Wednesday, April 8, 2015

The Body Language of Deception

Charlotte Firbank-King

Body language is must-have knowledge in a writer’s arsenal of writing tools. It’s important to understand that people communicate through body language, whether intentionally or not. Studies have shown how important body language and tone are when people speak face-to-face. Therefore, if you expect dialogue—your character’s words—alone to communicate his emotional state to your reader, you’re expecting way too much. It’s critically important to replace those ho-hum dialogue tags (he said/she said) with body language or action. Let your reader see the way the speaker’s fist is clenched when he talks or the way a character’s head tilts toward her lover. Those are the clues your reader needs to figure out what is really going on.

I strongly recommend picking up one of the many books on body language and keeping it with your other reference books. Body language can a great array of emotions, and we couldn’t possibly cover all of them in one blog article. Therefore, we’ll talk today about the body language of deception.

The Body Language of Liars

A liar will often cover his mouth, as though to keep the deceitful words inside. He may lick his lips or giggle, and, when he speaks, he may hesitate, stutter, or slur, or, he may have an overly controlled tone. Most liars will speak with less inflection, tending toward a monotone. When asked a direct question, he may repeat the question, or say, “Do you think that I would do this?” or state his opinion on the subject—which is likely to be violently opposed to any such activity that he’s being asked about—instead of directly answering the question. For example, if asked if he mowed over the daisies, he’d say, “There’s no excuse for sloppy mowing. Mowers should be aware of what they are doing at all times.” He’s also likely to hesitate before answering, especially if asked a question for which he’s unprepared. 

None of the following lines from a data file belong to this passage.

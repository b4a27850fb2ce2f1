//! CLI entry point (§4.14, §6): `clap`-derived subcommands wrapping the
//! dispatch engine for standalone operation — `api`, `test`, `load`,
//! `status`, `cleanup`, `demo`. Ported from `original_source/src/main.py`'s
//! `click` command group; exit code 0 on success, 1 on uncaught error (§6).

use std::process::ExitCode;
use std::sync::Arc;
use std::time::Duration;

use clap::{Parser, Subcommand};
use dispatch_engine::config::DispatchConfig;
use dispatch_engine::load_generator::{ArrivalReport, LoadGenerator};
use dispatch_engine::{DispatchEngine, DispatchError};
use tracing::{error, info};

#[derive(Parser)]
#[command(name = "dispatch-engine", about = "Call-to-agent dispatch engine")]
struct Cli {
    #[command(subcommand)]
    command: Command,
}

#[derive(Subcommand)]
enum Command {
    /// Start the HTTP front-end.
    Api {
        #[arg(long)]
        host: Option<String>,
        #[arg(long)]
        port: Option<u16>,
    },
    /// Drive one of three built-in test scenarios.
    Test {
        #[arg(long, conflicts_with = "stress")]
        quick: bool,
        #[arg(long, value_name = "MINUTES")]
        stress: Option<u64>,
        #[arg(long)]
        calls: Option<usize>,
        #[arg(long)]
        agents: Option<usize>,
    },
    /// Realistic sustained load pattern.
    Load {
        #[arg(long, default_value_t = 60)]
        duration: u64,
        #[arg(long = "calls-per-minute", default_value_t = 100)]
        calls_per_minute: u64,
        #[arg(long, default_value_t = 20)]
        agents: usize,
    },
    /// Print current system status.
    Status,
    /// Clear in-memory state and durable-tier test rows.
    Cleanup,
    /// Seed a small population and run one assignment round end-to-end.
    Demo,
}

#[tokio::main]
async fn main() -> ExitCode {
    tracing_subscriber::fmt()
        .with_env_filter(tracing_subscriber::EnvFilter::from_default_env())
        .init();

    match run().await {
        Ok(()) => ExitCode::SUCCESS,
        Err(e) => {
            error!(error = %e, "application error");
            eprintln!("error: {e}");
            ExitCode::FAILURE
        }
    }
}

async fn run() -> anyhow::Result<()> {
    let cli = Cli::parse();
    let config = DispatchConfig::default();

    match cli.command {
        Command::Api { host, port } => run_api(config, host, port).await,
        Command::Test { quick, stress, calls, agents } => run_test(config, quick, stress, calls, agents).await,
        Command::Load { duration, calls_per_minute, agents } => run_load(config, duration, calls_per_minute, agents).await,
        Command::Status => run_status(config).await,
        Command::Cleanup => run_cleanup(config).await,
        Command::Demo => run_demo(config).await,
    }
}

async fn build_engine(config: DispatchConfig) -> anyhow::Result<Arc<DispatchEngine>> {
    DispatchEngine::new(config).await.map_err(|e: DispatchError| e.into())
}

async fn run_api(mut config: DispatchConfig, host: Option<String>, port: Option<u16>) -> anyhow::Result<()> {
    if let Some(host) = host {
        config.general.api_host = host;
    }
    if let Some(port) = port {
        config.general.api_port = port;
    }
    let addr = config.general.bind_addr()?;
    let engine = build_engine(config).await?;

    info!(%addr, "starting call assignment API");
    let app = dispatch_engine::api::router(engine);
    let listener = tokio::net::TcpListener::bind(addr).await?;
    axum::serve(listener, app).await?;
    Ok(())
}

async fn run_test(
    config: DispatchConfig,
    quick: bool,
    stress: Option<u64>,
    calls: Option<usize>,
    agents: Option<usize>,
) -> anyhow::Result<()> {
    let engine = build_engine(config.clone()).await?;
    let generator = LoadGenerator::new(engine.clone());

    if let Some(minutes) = stress {
        println!("Running {minutes}-minute performance stress test...");
        generator.make_agents(30).await?;
        let report = run_realistic_load(&generator, minutes * 60, 200).await;
        print_load_report("stress", &report, &config);
    } else if quick {
        println!("Running quick validation test...");
        run_full_suite(&generator, &config, 5, 20).await?;
    } else {
        let num_calls = calls.unwrap_or(config.test_num_calls);
        let num_agents = agents.unwrap_or(config.test_num_agents);
        println!("Running full test suite: {num_calls} calls, {num_agents} agents...");
        run_full_suite(&generator, &config, num_agents, num_calls).await?;
    }

    generator.stop();
    Ok(())
}

async fn run_full_suite(
    generator: &LoadGenerator,
    config: &DispatchConfig,
    num_agents: usize,
    num_calls: usize,
) -> anyhow::Result<()> {
    let agents = generator.make_agents(num_agents).await?;
    let calls = generator.make_calls(num_calls);

    let arrival_rate = (num_calls as f64 / 60.0).clamp(2.0, 5.0);
    println!("Simulating {num_calls} calls at {arrival_rate:.1} calls/sec across {num_agents} agents...");

    let churn = tokio::spawn({
        let generator = LoadGenerator::new(generator.engine());
        let agents = agents.clone();
        async move { generator.churn_agents(agents, 0.5).await }
    });

    let report = generator.drive_arrivals(calls, arrival_rate, 10).await;
    generator.drain(Duration::from_secs(600)).await;
    generator.stop();
    let _ = churn.await;

    print_load_report("full", &report, config);
    Ok(())
}

async fn run_realistic_load(generator: &LoadGenerator, duration_seconds: u64, calls_per_minute: u64) -> ArrivalReport {
    let calls_per_second = calls_per_minute as f64 / 60.0;
    let total_calls = (duration_seconds as f64 * calls_per_second) as usize;
    let calls = generator.make_calls(total_calls.max(1));
    generator.drive_arrivals(calls, calls_per_second, 50).await
}

fn print_load_report(label: &str, report: &ArrivalReport, config: &DispatchConfig) {
    let metrics = report.performance_metrics(config.assignment.max_assignment_time_ms as f64);
    println!("\n{label} test results:");
    println!("  Calls generated:        {}", report.total_calls);
    println!("  Successful assignments: {}", report.successful_assignments);
    println!("  Failed assignments:     {}", report.failed_assignments);
    println!("  Saturated calls:        {}", report.saturated_calls);
    println!("  Wall duration:          {:.2}s", report.wall_duration_seconds);
    if !report.assignment_times_ms.is_empty() {
        println!("  Avg assignment time:    {:.2}ms", metrics.avg_assignment_time_ms);
        println!("  p95 assignment time:    {:.2}ms", metrics.p95_assignment_time_ms);
        println!("  Success rate:           {:.1}%", metrics.success_rate * 100.0);
        println!("  Performance compliance: {:.1}%", metrics.performance_compliance * 100.0);
    }
}

async fn run_load(config: DispatchConfig, duration: u64, calls_per_minute: u64, agents: usize) -> anyhow::Result<()> {
    println!("Running load test: {calls_per_minute} calls/min for {duration} seconds across {agents} agents");
    let engine = build_engine(config.clone()).await?;
    let generator = LoadGenerator::new(engine);
    generator.make_agents(agents).await?;

    let report = run_realistic_load(&generator, duration, calls_per_minute).await;
    print_load_report("load", &report, &config);
    Ok(())
}

async fn run_status(config: DispatchConfig) -> anyhow::Result<()> {
    let engine = build_engine(config).await?;
    let status = engine.system_status().await;
    println!("{}", serde_json::to_string_pretty(&status)?);
    Ok(())
}

async fn run_cleanup(config: DispatchConfig) -> anyhow::Result<()> {
    let engine = build_engine(config).await?;
    engine.cleanup().await?;
    println!("test data cleanup completed");
    Ok(())
}

async fn run_demo(config: DispatchConfig) -> anyhow::Result<()> {
    let engine = build_engine(config.clone()).await?;
    let generator = LoadGenerator::new(engine.clone());

    println!("Starting call assignment system demo");
    println!("{}", "=".repeat(50));

    println!("Creating demo agents...");
    let agents = generator.make_agents(4).await?;
    for agent in &agents {
        println!("  created {} ({})", agent.name, agent.agent_type);
    }

    println!("\nSimulating calls...");
    for call_type in config.call_types.iter().take(2) {
        let call = dispatch_engine::types::Call::new("+15550000", call_type.clone());
        println!("  assigning call {} ({})...", call.phone_number, call.call_type);
        let result = engine.assign_call(call).await;
        if result.success {
            let agent_name = result.agent.map(|a| a.name).unwrap_or_default();
            println!("    assigned in {:.2}ms to {}", result.assignment_time_ms, agent_name);
        } else {
            println!("    assignment failed: {}", result.message);
        }
    }

    tokio::time::sleep(Duration::from_secs(2)).await;

    let status = engine.system_status().await;
    println!("\nCurrent system status:");
    println!("{}", serde_json::to_string_pretty(&status)?);
    println!("\nDemo complete.");
    Ok(())
}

Liars will normally avoid eye contact. Some liars are aware that this will give them away, so they will instead force eye contact, which feels unnatural. Pupils constrict when their owner lies, which may be why liars blink rapidly. They may glance away or glance sideways. 

A liar wants to be invisible—or, at the least, take up as little space as possible and not draw attention to himself. Therefore, he may have an overly stiff posture with controlled movement, and his hands and leg movements are toward his body core, not outward. 

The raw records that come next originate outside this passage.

//! Integration tests exercising the dispatch engine end to end across its
//! collaborators (store, availability index, lock table, scheduler, sampler),
//! mirroring the literal scenarios and distribution properties checked at the
//! whole-system level.

use std::sync::Arc;
use std::time::Duration;

use chrono::Utc;
use dispatch_engine::config::DispatchConfig;
use dispatch_engine::load_generator::LoadGenerator;
use dispatch_engine::types::{Agent, AgentStatus, Call};
use dispatch_engine::DispatchEngine;

async fn create_test_engine() -> Arc<DispatchEngine> {
    DispatchEngine::new_in_memory(DispatchConfig::default())
        .await
        .expect("in-memory engine construction must not fail")
}

/// Scenario 1: happy-path single call.
#[tokio::test]
async fn happy_path_single_call_assigns_immediately() {
    let engine = create_test_engine().await;
    let agent = Agent::new("Agent_001", "agente_tipo_1", AgentStatus::Available);
    let agent_id = agent.id.clone();
    engine.register_agent(agent).await.unwrap();

    let call = Call::new("+15550001", "llamada_tipo_1");
    let result = engine.assign_call(call).await;

    assert!(result.success, "assignment should succeed: {}", result.message);
    assert!(result.assignment_time_ms <= 100.0, "latency budget exceeded: {}", result.assignment_time_ms);
    let agent = result.agent.expect("successful assignment carries the bound agent");
    assert_eq!(agent.id, agent_id);

    let stored_agent = engine.store().get_agent(&agent_id).await.unwrap().unwrap();
    assert_eq!(stored_agent.status, AgentStatus::Busy);
    assert!(!engine.availability().contains(&agent_id));
    assert_eq!(engine.metrics().get("calls_assigned"), Some(1.0));
}

/// Scenario 2: saturation with zero AVAILABLE agents.
#[tokio::test]
async fn saturation_with_no_agents_fails_the_call() {
    let engine = create_test_engine().await;
    let call = Call::new("+15550002", "llamada_tipo_1");
    let call_id = call.id.clone();

    let result = engine.assign_call(call).await;

    assert!(!result.success);
    assert!(result.message.contains("saturated"));
    let stored = engine.store().get_call(&call_id).await.unwrap().unwrap();
    assert_eq!(stored.status, dispatch_engine::types::CallStatus::Failed);
    assert_eq!(engine.metrics().get("calls_saturated"), Some(1.0));
}

/// Scenario 3: longest-idle selection among agents with distinct idle times,
/// with a never-served agent outranking any finite idle-seconds value.
#[tokio::test]
async fn longest_idle_and_never_served_agent_is_selected() {
    let engine = create_test_engine().await;

    let mut short_idle = Agent::new("Agent_short", "agente_tipo_1", AgentStatus::Available);
    short_idle.last_call_end_time = Some(Utc::now() - chrono::Duration::seconds(10));
    let mut long_idle = Agent::new("Agent_long", "agente_tipo_1", AgentStatus::Available);
    long_idle.last_call_end_time = Some(Utc::now() - chrono::Duration::seconds(200));
    let never_served = Agent::new("Agent_never", "agente_tipo_1", AgentStatus::Available);
    let never_served_id = never_served.id.clone();

    engine.register_agent(short_idle).await.unwrap();
    engine.register_agent(long_idle).await.unwrap();
    engine.register_agent(never_served).await.unwrap();

    let result = engine.assign_call(Call::new("+15550003", "llamada_tipo_1")).await;

    assert!(result.success);
    assert_eq!(result.agent.unwrap().id, never_served_id);
}

/// Scenario 4: two tasks race to dispatch the same call-id. Exactly one wins;
/// the other observes the lock table's race-detected path, and the call ends
/// up with exactly one ACTIVE assignment.
#[tokio::test]
async fn concurrent_duplicate_arrival_has_exactly_one_winner() {
    let engine = create_test_engine().await;
    engine
        .register_agent(Agent::new("Agent_001", "agente_tipo_1", AgentStatus::Available))
        .await
        .unwrap();

    let call = Call::new("+15550004", "llamada_tipo_1");

    let engine_a = engine.clone();
    let call_a = call.clone();
    let engine_b = engine.clone();
    let call_b = call.clone();

    let (result_a, result_b) = tokio::join!(
        tokio::spawn(async move { engine_a.assign_call(call_a).await }),
        tokio::spawn(async move { engine_b.assign_call(call_b).await }),
    );
    let result_a = result_a.unwrap();
    let result_b = result_b.unwrap();

    let successes = [&result_a, &result_b].iter().filter(|r| r.success).count();
    let race_detections = [&result_a, &result_b]
        .iter()
        .filter(|r| !r.success && r.message.contains("race condition detected"))
        .count();

    assert_eq!(successes, 1, "exactly one task should win the race");
    assert_eq!(race_detections, 1, "the loser should see race-detected, not saturation");
    assert_eq!(engine.store().active_assignment_count(), 1);
}

/// Scenario 5: abandoning a call before natural completion cancels the timer,
/// releases the agent immediately, and never fires a completion event.
#[tokio::test]
async fn abandon_before_completion_releases_agent_without_completing() {
    let mut config = DispatchConfig::default();
    config.call_duration.mean_seconds = 60.0;
    config.call_duration.std_seconds = 0.0;
    let engine = DispatchEngine::new_in_memory(config).await.unwrap();

    let agent = Agent::new("Agent_001", "agente_tipo_1", AgentStatus::Available);
    let agent_id = agent.id.clone();
    engine.register_agent(agent).await.unwrap();

    let call = Call::new("+15550005", "llamada_tipo_1");
    let call_id = call.id.clone();
    let result = engine.assign_call(call).await;
    assert!(result.success);

    tokio::time::sleep(Duration::from_millis(50)).await;
    let abandoned = engine.abandon_call(&call_id).await.unwrap();
    assert!(abandoned);

    let stored_agent = engine.store().get_agent(&agent_id).await.unwrap().unwrap();
    assert_eq!(stored_agent.status, AgentStatus::Available);
    assert!(engine.availability().contains(&agent_id));

    let stored_call = engine.store().get_call(&call_id).await.unwrap().unwrap();
    assert_eq!(stored_call.status, dispatch_engine::types::CallStatus::Abandoned);
    assert_eq!(engine.metrics().get("calls_abandoned"), Some(1.0));
    assert_eq!(engine.metrics().get("calls_completed"), None);
}

/// Scenario 6: end-to-end throughput with ample agents — every arrival
/// resolves to either a success or a saturation, and the success rate clears
/// the 95% bar the spec sets for an ample-agent run.
#[tokio::test]
async fn end_to_end_throughput_meets_success_rate_bar() {
    let engine = create_test_engine().await;
    let generator = LoadGenerator::new(engine.clone());
    generator.make_agents(20).await.unwrap();
    let calls = generator.make_calls(100);

    let report = generator.drive_arrivals(calls, 5.0, 20).await;

    assert_eq!(report.successful_assignments + report.saturated_calls, 100);
    let metrics = report.performance_metrics(100.0);
    assert!(metrics.success_rate >= 0.95, "success rate {} below bar", metrics.success_rate);
}

/// Latency property: with at least one AVAILABLE agent per arrival, p95
/// assignment latency stays within the configured budget.
#[tokio::test]
async fn p95_latency_within_budget_with_ample_agents() {
    let engine = create_test_engine().await;
    let generator = LoadGenerator::new(engine.clone());
    generator.make_agents(50).await.unwrap();
    let calls = generator.make_calls(100);

    let report = generator.drive_arrivals(calls, 1000.0, 50).await;
    let metrics = report.performance_metrics(100.0);

    assert_eq!(report.successful_assignments, 100);
    assert!(metrics.p95_assignment_time_ms <= 100.0, "p95 {} exceeds budget", metrics.p95_assignment_time_ms);
}

/// A saturated arrival must not mutate any agent or arm a release timer —
/// checked here by confirming the availability index and agent status are
/// untouched by a failed dispatch.
#[tokio::test]
async fn saturated_arrival_does_not_touch_agents() {
    let engine = create_test_engine().await;
    let agent = Agent::new("Agent_001", "agente_tipo_1", AgentStatus::Busy);
    let agent_id = agent.id.clone();
    engine.register_agent(agent).await.unwrap();

    let result = engine.assign_call(Call::new("+15550006", "llamada_tipo_1")).await;
    assert!(!result.success);

    let stored_agent = engine.store().get_agent(&agent_id).await.unwrap().unwrap();
    assert_eq!(stored_agent.status, AgentStatus::Busy);
    assert!(!engine.availability().contains(&agent_id));
}

/// Health check and system status surface basic liveness of every
/// collaborator the engine wires together.
#[tokio::test]
async fn health_check_and_system_status_are_reachable() {
    let engine = create_test_engine().await;
    assert!(engine.cleanup().await.is_ok());
    let status = engine.system_status().await;
    assert!(status.is_object());
}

In some people, the hands may be animated, as though the extra movement can help move the words through the air with added integrity. However, a liar will not cover his heart with his hand—that is, unless he’s aware this is a sign of being open and honest, and he does it to deceive. An honest person will often have a hand that is turned up, with the palm exposed, while a liar will keep his hand clenched or his palm down. A liar’s hands may touch his face, throat and mouth, or touch or scratch his nose, upper lip, or behind his ear.

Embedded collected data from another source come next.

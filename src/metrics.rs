//! Metrics Registry (§4.9): monotonic counters and last-value gauges behind
//! flat string names, read concurrently from the HTTP status surface while
//! written from the dispatch hot path — so it must never take a lock wider
//! than a single entry.

use dashmap::DashMap;

/// A single named metric, either a monotonically increasing counter or a
/// last-write-wins gauge. Both are represented as `f64` to accommodate
/// fractional gauges like `last_call_duration`.
#[derive(Debug, Clone, Copy)]
enum MetricValue {
    Counter(f64),
    Gauge(f64),
}

/// Flat-namespace metrics store. Cheap to clone (wraps an `Arc` internally
/// via `DashMap`'s own sharding); the dispatcher, scheduler, and load
/// generator each hold a handle.
#[derive(Debug, Clone, Default)]
pub struct MetricsRegistry {
    values: DashMap<String, MetricValue>,
}

impl MetricsRegistry {
    pub fn new() -> Self {
        Self::default()
    }

    /// Atomic-add a counter by `delta` (default 1.0 at call sites that don't
    /// care). Creates the counter at `delta` if it doesn't exist yet.
    pub fn inc(&self, name: &str, delta: f64) {
        self.values
            .entry(name.to_string())
            .and_modify(|v| {
                if let MetricValue::Counter(c) = v {
                    *c += delta;
                } else {
                    *v = MetricValue::Counter(delta);
                }
            })
            .or_insert(MetricValue::Counter(delta));
    }

    /// Last-write-wins gauge set.
    pub fn set(&self, name: &str, value: f64) {
        self.values.insert(name.to_string(), MetricValue::Gauge(value));
    }

    /// Point read of a single metric, if present.
    pub fn get(&self, name: &str) -> Option<f64> {
        self.values.get(name).map(|v| match *v {
            MetricValue::Counter(c) => c,
            MetricValue::Gauge(g) => g,
        })
    }

    /// Flat snapshot of every metric currently registered.
    pub fn snapshot(&self) -> std::collections::HashMap<String, f64> {
        self.values
            .iter()
            .map(|entry| {
                let value = match *entry.value() {
                    MetricValue::Counter(c) => c,
                    MetricValue::Gauge(g) => g,
                };
                (entry.key().clone(), value)
            })
            .collect()
    }
}

#[cfg(test)]
mod tests {
    use super::*;

    #[test]
    fn counters_accumulate() {
        let metrics = MetricsRegistry::new();
        metrics.inc("calls_assigned", 1.0);
        metrics.inc("calls_assigned", 1.0);
        metrics.inc("calls_assigned", 1.0);
        assert_eq!(metrics.get("calls_assigned"), Some(3.0));
    }

    #[test]
    fn gauges_are_last_write_wins() {
        let metrics = MetricsRegistry::new();
        metrics.set("last_assignment_time_ms", 12.0);
        metrics.set("last_assignment_time_ms", 45.0);
        assert_eq!(metrics.get("last_assignment_time_ms"), Some(45.0));
    }

    #[test]
    fn snapshot_contains_all_registered_metrics() {
        let metrics = MetricsRegistry::new();
        metrics.inc("calls_ok", 5.0);
        metrics.set("last_call_duration", 92.3);
        let snap = metrics.snapshot();
        assert_eq!(snap.get("calls_ok"), Some(&5.0));
        assert_eq!(snap.get("last_call_duration"), Some(&92.3));
    }
}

Emotional Gestures and Contradictions of Liars

When someone tries to deceive, the timing may be off between the emotional gestures/expressions and spoken words. For example, a character may say, "I love it!" when receiving a gift, but then smiles after making that statement, rather than at the same time. The gestures/expressions may also fail to match the words spoken, such as smiling when saying “I didn’t mean to hurt you,” or shaking the head while saying, “Yes, I’ll take care of that for you.”

Expressions are limited to mouth movements instead of involving the entire face when faking emotions. For example, when someone smiles naturally, his whole face is involved. He has jaw/cheek movement, his eyes light up, and his skin crinkles at the corners. A liar’s eyes remain expressionless when he smiles.

Interactions and Reactions

A liar is uncomfortable facing his questioner/accuser and may turn his head or body away. He may unconsciously place an object, such as a book or a newspaper, between himself and the other person, or he may move objects around, indicating discomfort.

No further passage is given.